Porque é que o Hamas ataca Israel? Porque uma gramática política foi imposta à relação entre palestinos e israelenses pela natureza da ocupação israelense De fato, sempre que há um modesto avanço em negociações – muitas vezes mediadas pelo Qatar – entre o Hamas e o governo israelense, essas negociações são silenciadas pelo som dos caças israelenses.

Crimes de guerra

Cada vez que os caças israelenses bombardeiam Gaza, os líderes dos países ocidentais alinham-se meticulosamente para anunciar que “estão com Israel” e que “Israel tem o direito de se defender”. Esta última afirmação – sobre Israel ter o direito de se defender – é legalmente equivocada. Em 1967, as forças israelenses atravessaram as “linhas verdes” israelenses estabelecidas em 1948 e apoderaram-se de Jerusalém Oriental, de Gaza e da Cisjordânia. A Resolução 242 do Conselho de Segurança das Nações Unidas exigia a “retirada das forças armadas [israelenses] dos territórios ocupados no recente conflito”. A utilização do termo “ocupado” não é um ato casual. O artigo 42º dos Regulamentos de Haia (1907) afirma que um “território é considerado ocupado quando é efetivamente colocado sob a autoridade de um exército hostil”. A Quarta Convenção de Genebra obriga a potência ocupante a ser responsável pelo bem-estar daqueles que foram ocupados, tendo o governo israelense violado a maioria dessas obrigações.

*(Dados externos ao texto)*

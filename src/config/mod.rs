//! Configuration module - environment variable parsing

use std::env;
use std::path::PathBuf;
use std::str::FromStr;

use crate::util::time::{DEFAULT_ACTION_EXPIRATION_SECS, DEFAULT_TICK_RATE};

/// Client configuration loaded from environment variables
#[derive(Clone, Debug)]
pub struct Config {
    /// Log level (trace, debug, info, warn, error)
    pub log_level: String,
    /// Simulation ticks per second
    pub tick_rate: u32,

    /// Recorded session, one JSON message per line
    pub replay_path: PathBuf,
    /// Delay between replayed frames
    pub replay_interval_ms: u64,

    /// Horizon for actions this client builds
    pub action_expiration_secs: i64,
    /// Seed for the wandering test player, off when unset
    pub wander_seed: Option<u64>,
}

impl Config {
    /// Load configuration from environment variables
    pub fn from_env() -> Result<Self, ConfigError> {
        let tick_rate = parse_var("TICK_RATE")?.unwrap_or(DEFAULT_TICK_RATE);
        if tick_rate == 0 {
            return Err(ConfigError::Invalid {
                var: "TICK_RATE",
                value: tick_rate.to_string(),
            });
        }

        Ok(Self {
            log_level: env::var("LOG_LEVEL").unwrap_or_else(|_| "info".to_string()),
            tick_rate,

            replay_path: env::var("REPLAY_PATH")
                .map(PathBuf::from)
                .unwrap_or_else(|_| PathBuf::from("replay.jsonl")),
            replay_interval_ms: parse_var("REPLAY_INTERVAL_MS")?.unwrap_or(100),

            action_expiration_secs: parse_var("ACTION_EXPIRATION_SECS")?
                .unwrap_or(DEFAULT_ACTION_EXPIRATION_SECS),
            wander_seed: parse_var("WANDER_SEED")?,
        })
    }
}

/// Read and parse an optional variable. Unset is `None`; unparseable is an error.
fn parse_var<T: FromStr>(var: &'static str) -> Result<Option<T>, ConfigError> {
    match env::var(var) {
        Ok(value) => value
            .trim()
            .parse()
            .map(Some)
            .map_err(|_| ConfigError::Invalid { var, value }),
        Err(_) => Ok(None),
    }
}

/// Configuration errors
#[derive(Debug, thiserror::Error)]
pub enum ConfigError {
    #[error("Invalid value for {var}: {value:?}")]
    Invalid { var: &'static str, value: String },
}

#[cfg(test)]
mod tests {
    use super::*;

    // Process environment is shared between test threads, so every case
    // lives in one test.
    #[test]
    fn reads_defaults_and_rejects_garbage() {
        for var in [
            "TICK_RATE",
            "REPLAY_PATH",
            "REPLAY_INTERVAL_MS",
            "ACTION_EXPIRATION_SECS",
            "WANDER_SEED",
        ] {
            env::remove_var(var);
        }
        let config = Config::from_env().unwrap();
        assert_eq!(config.tick_rate, DEFAULT_TICK_RATE);
        assert_eq!(config.replay_path, PathBuf::from("replay.jsonl"));
        assert_eq!(config.replay_interval_ms, 100);
        assert_eq!(config.wander_seed, None);

        env::set_var("WANDER_SEED", "42");
        assert_eq!(Config::from_env().unwrap().wander_seed, Some(42));
        env::remove_var("WANDER_SEED");

        env::set_var("TICK_RATE", "fast");
        assert!(matches!(
            Config::from_env(),
            Err(ConfigError::Invalid { var: "TICK_RATE", .. })
        ));
        env::set_var("TICK_RATE", "0");
        assert!(Config::from_env().is_err());
        env::remove_var("TICK_RATE");
    }
}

De fato, no que diz respeito a Gaza, desde 2005, os altos funcionários israelenses não tem usado a linguagem da autodefesa. Eles falaram na linguagem da punição coletiva. Na preparação para os bombardeios atuais, o primeiro-ministro de Israel, Benjamin Netanyahu, disse: “Decidimos suspender o fornecimento de eletricidade, combustível e mercadorias a Gaza”. O seu ministro da Defesa, Yoav Gallant, prosseguiu, dizendo: “Ordenei um cerco completo à Faixa de Gaza. Não haverá eletricidade, nem alimentos, nem combustível, está tudo fechado”. Depois, o ministro da Energia de Israel, Israel Katz, afirmou: “Dei instruções para que o abastecimento de água de Israel a Gaza fosse cortado imediatamente.” Depois de terem cumprido estas ameaças, isolaram Gaza – inclusive bombardeando a passagem de Rafah para o Egito –,  interditando a vida de dois milhões de pessoas. De acordo com as Convenções de Genebra, isto é “punição coletiva”, o que constitui um crime de guerra. O Tribunal Penal Internacional abriu uma investigação sobre os crimes de guerra israelenses em 2021, mas não conseguiu avançar nem sequer na coleta de informações.

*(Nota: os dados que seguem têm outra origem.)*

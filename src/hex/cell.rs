//! A single walkable grid cell

use serde::{Deserialize, Serialize};

use super::{HecsCoord, HexBoundary};

/// Terrain tiers. Neighbors more than one tier apart can't be crossed.
pub mod layer {
    pub const GROUND: i32 = 0;
    pub const RAMP: i32 = 1;
    pub const MOUNTAIN: i32 = 2;
}

#[derive(Debug, Clone, Copy, PartialEq, Default, Serialize, Deserialize)]
pub struct HexCell {
    pub coord: HecsCoord,
    pub boundary: HexBoundary,
    pub height: f32,
    pub layer: i32,
}

impl HexCell {
    pub fn new(coord: HecsCoord, boundary: HexBoundary, height: f32, layer: i32) -> Self {
        Self {
            coord,
            boundary,
            height,
            layer,
        }
    }

    /// Cell at `coord` with no edges, zero height, ground layer
    pub fn empty(coord: HecsCoord) -> Self {
        Self::new(coord, HexBoundary::EMPTY, 0.0, layer::GROUND)
    }

    /// True when the tier gap to `other` is too steep to walk
    pub fn is_cliff_to(&self, other: &HexCell) -> bool {
        (self.layer - other.layer).abs() > 1
    }
}
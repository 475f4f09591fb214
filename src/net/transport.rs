//! Message transport seam
//!
//! The real socket lives outside this crate. The router only needs a
//! non-blocking receive, a fire-and-forget send and a connection flag.

use tokio::sync::mpsc::{self, error::TryRecvError, error::TrySendError};

use crate::protocol::{MessageFromClient, MessageToClient};

/// Messages buffered in each direction before senders see backpressure
pub const CHANNEL_CAPACITY: usize = 256;

/// Transport errors
#[derive(Debug, thiserror::Error)]
pub enum TransportError {
    #[error("Transport closed")]
    Closed,

    #[error("Outbound buffer full")]
    Full,

    #[error("Malformed frame: {0}")]
    Frame(#[from] serde_json::Error),
}

pub trait Transport {
    fn is_connected(&self) -> bool;

    /// Next inbound message if one has arrived. Never blocks.
    fn try_recv(&mut self) -> Option<MessageToClient>;

    fn send(&mut self, message: MessageFromClient) -> Result<(), TransportError>;
}

/// Decode one JSON text frame
pub fn decode_frame(text: &str) -> Result<MessageToClient, TransportError> {
    Ok(serde_json::from_str(text)?)
}

/// Encode one JSON text frame
pub fn encode_frame(message: &MessageFromClient) -> Result<String, TransportError> {
    Ok(serde_json::to_string(message)?)
}

/// Transport over a pair of tokio channels. The far side is whatever
/// owns the [`ServerEndpoint`]: a socket task, a replay reader, a test.
pub struct ChannelTransport {
    inbound: mpsc::Receiver<MessageToClient>,
    outbound: mpsc::Sender<MessageFromClient>,
    connected: bool,
}

/// Server side of a [`ChannelTransport`]
pub struct ServerEndpoint {
    pub to_client: mpsc::Sender<MessageToClient>,
    pub from_client: mpsc::Receiver<MessageFromClient>,
}

impl ChannelTransport {
    pub fn pair() -> (Self, ServerEndpoint) {
        let (to_client, inbound) = mpsc::channel(CHANNEL_CAPACITY);
        let (outbound, from_client) = mpsc::channel(CHANNEL_CAPACITY);
        (
            Self {
                inbound,
                outbound,
                connected: true,
            },
            ServerEndpoint {
                to_client,
                from_client,
            },
        )
    }
}

impl Transport for ChannelTransport {
    fn is_connected(&self) -> bool {
        self.connected && !self.outbound.is_closed()
    }

    fn try_recv(&mut self) -> Option<MessageToClient> {
        match self.inbound.try_recv() {
            Ok(message) => Some(message),
            Err(TryRecvError::Empty) => None,
            Err(TryRecvError::Disconnected) => {
                self.connected = false;
                None
            }
        }
    }

    fn send(&mut self, message: MessageFromClient) -> Result<(), TransportError> {
        self.outbound.try_send(message).map_err(|e| match e {
            TrySendError::Full(_) => TransportError::Full,
            TrySendError::Closed(_) => TransportError::Closed,
        })
    }
}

As crianças amontoam-se nos seus quartos à espera das bombas, sentam-se no escuro porque não há eletricidade e esperam – com a garganta seca e a barriga esfomeada – pelo fim. Após os bombardeios israelenses de 2014, Umm Amjad Shalah falou do seu filho Salman, de 10 anos. O menino não deixava a mãe sair de perto, aterrorizado com o barulho das explosões e com a morte à sua volta. “Às vezes, ele grita tão alto”, diz ela. “Até parece que está rindo alto.”

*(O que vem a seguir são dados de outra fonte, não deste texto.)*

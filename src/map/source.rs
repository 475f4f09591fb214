//! Map snapshots and the readiness handshake between router and grid

use std::sync::Arc;

use parking_lot::Mutex;
use serde::{Deserialize, Serialize};
use tracing::debug;

use crate::hex::HexCell;

/// One placed tile of a map snapshot
#[derive(Debug, Clone, PartialEq, Serialize, Deserialize)]
pub struct TileInfo {
    /// Renderer asset to instantiate for this tile
    pub asset_id: i32,
    pub cell: HexCell,
    /// Visual rotation, multiples of 60
    #[serde(default)]
    pub rotation_degrees: i32,
}

/// Full map snapshot as sent by the server
#[derive(Debug, Clone, PartialEq, Default, Serialize, Deserialize)]
pub struct MapUpdate {
    /// Offset rows
    pub rows: i32,
    /// Offset columns
    pub cols: i32,
    pub tiles: Vec<TileInfo>,
    #[serde(default)]
    pub fog_start: Option<f32>,
    #[serde(default)]
    pub fog_end: Option<f32>,
}

/// Where the grid gets its maps from.
///
/// `is_map_ready` and `fetch_tile_list` are two separate reads: a snapshot
/// arriving between them is fetched now and the flag it raised is cleared,
/// so a consumer may see the map one tick late but never twice.
pub trait MapSource {
    /// `(rows, cols)` in offset coordinates
    fn map_dimensions(&self) -> (i32, i32);

    /// Tiles of the latest snapshot. Clears readiness.
    fn fetch_tile_list(&self) -> Vec<TileInfo>;

    fn is_map_ready(&self) -> bool;

    /// Last snapshot as received, for bug reports
    fn raw_map_update(&self) -> Option<MapUpdate>;
}

#[derive(Debug, Default)]
struct MapSourceState {
    latest: Option<MapUpdate>,
    ready: bool,
    iteration: u64,
}

/// Map sink filled by the network router and drained by the grid.
#[derive(Debug, Clone, Default)]
pub struct NetworkMapSource {
    state: Arc<Mutex<MapSourceState>>,
}

impl NetworkMapSource {
    pub fn new() -> Self {
        Self::default()
    }

    pub fn receive_map_update(&self, update: MapUpdate) {
        let mut state = self.state.lock();
        state.iteration += 1;
        debug!(
            iteration = state.iteration,
            rows = update.rows,
            cols = update.cols,
            tiles = update.tiles.len(),
            "Map update received"
        );
        state.latest = Some(update);
        state.ready = true;
    }

    /// Number of snapshots received so far
    pub fn iteration(&self) -> u64 {
        self.state.lock().iteration
    }
}

impl MapSource for NetworkMapSource {
    fn map_dimensions(&self) -> (i32, i32) {
        self.state
            .lock()
            .latest
            .as_ref()
            .map(|m| (m.rows, m.cols))
            .unwrap_or((0, 0))
    }

    fn fetch_tile_list(&self) -> Vec<TileInfo> {
        let mut state = self.state.lock();
        state.ready = false;
        state
            .latest
            .as_ref()
            .map(|m| m.tiles.clone())
            .unwrap_or_default()
    }

    fn is_map_ready(&self) -> bool {
        self.state.lock().ready
    }

    fn raw_map_update(&self) -> Option<MapUpdate> {
        self.state.lock().latest.clone()
    }
}

#[cfg(test)]
mod tests {
    use super::*;
    use crate::hex::HecsCoord;

    fn one_tile_map() -> MapUpdate {
        MapUpdate {
            rows: 2,
            cols: 2,
            tiles: vec![TileInfo {
                asset_id: 3,
                cell: HexCell::empty(HecsCoord::ORIGIN),
                rotation_degrees: 0,
            }],
            ..Default::default()
        }
    }

    #[test]
    fn fetch_clears_readiness() {
        let source = NetworkMapSource::new();
        assert!(!source.is_map_ready());
        assert_eq!(source.map_dimensions(), (0, 0));

        source.receive_map_update(one_tile_map());
        assert!(source.is_map_ready());
        assert_eq!(source.map_dimensions(), (2, 2));
        assert_eq!(source.fetch_tile_list().len(), 1);
        assert!(!source.is_map_ready());

        // Data stays available for diagnostics after the fetch.
        assert_eq!(source.raw_map_update(), Some(one_tile_map()));
        assert_eq!(source.iteration(), 1);
    }

    #[test]
    fn clones_share_state() {
        let writer = NetworkMapSource::new();
        let reader = writer.clone();
        writer.receive_map_update(one_tile_map());
        assert!(reader.is_map_ready());
        reader.fetch_tile_list();
        assert!(!writer.is_map_ready());
    }
}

(*) Vijay Prashad é um historiador, editor e jornalista indiano. É redator e correspondente principal da Globetrotter. É editor da LeftWord Books e diretor do Tricontinental: Institute for Social Research. Escreveu mais de 20 livros, incluindo The Darker Nations e The Poorer Nations. Os seus últimos livros são Struggle Makes Us Human: Learning from Movements for Socialism e (com Noam Chomsky) The Withdrawal: Iraq, Libya, Afghanistan, and the Fragility of U.S. Power.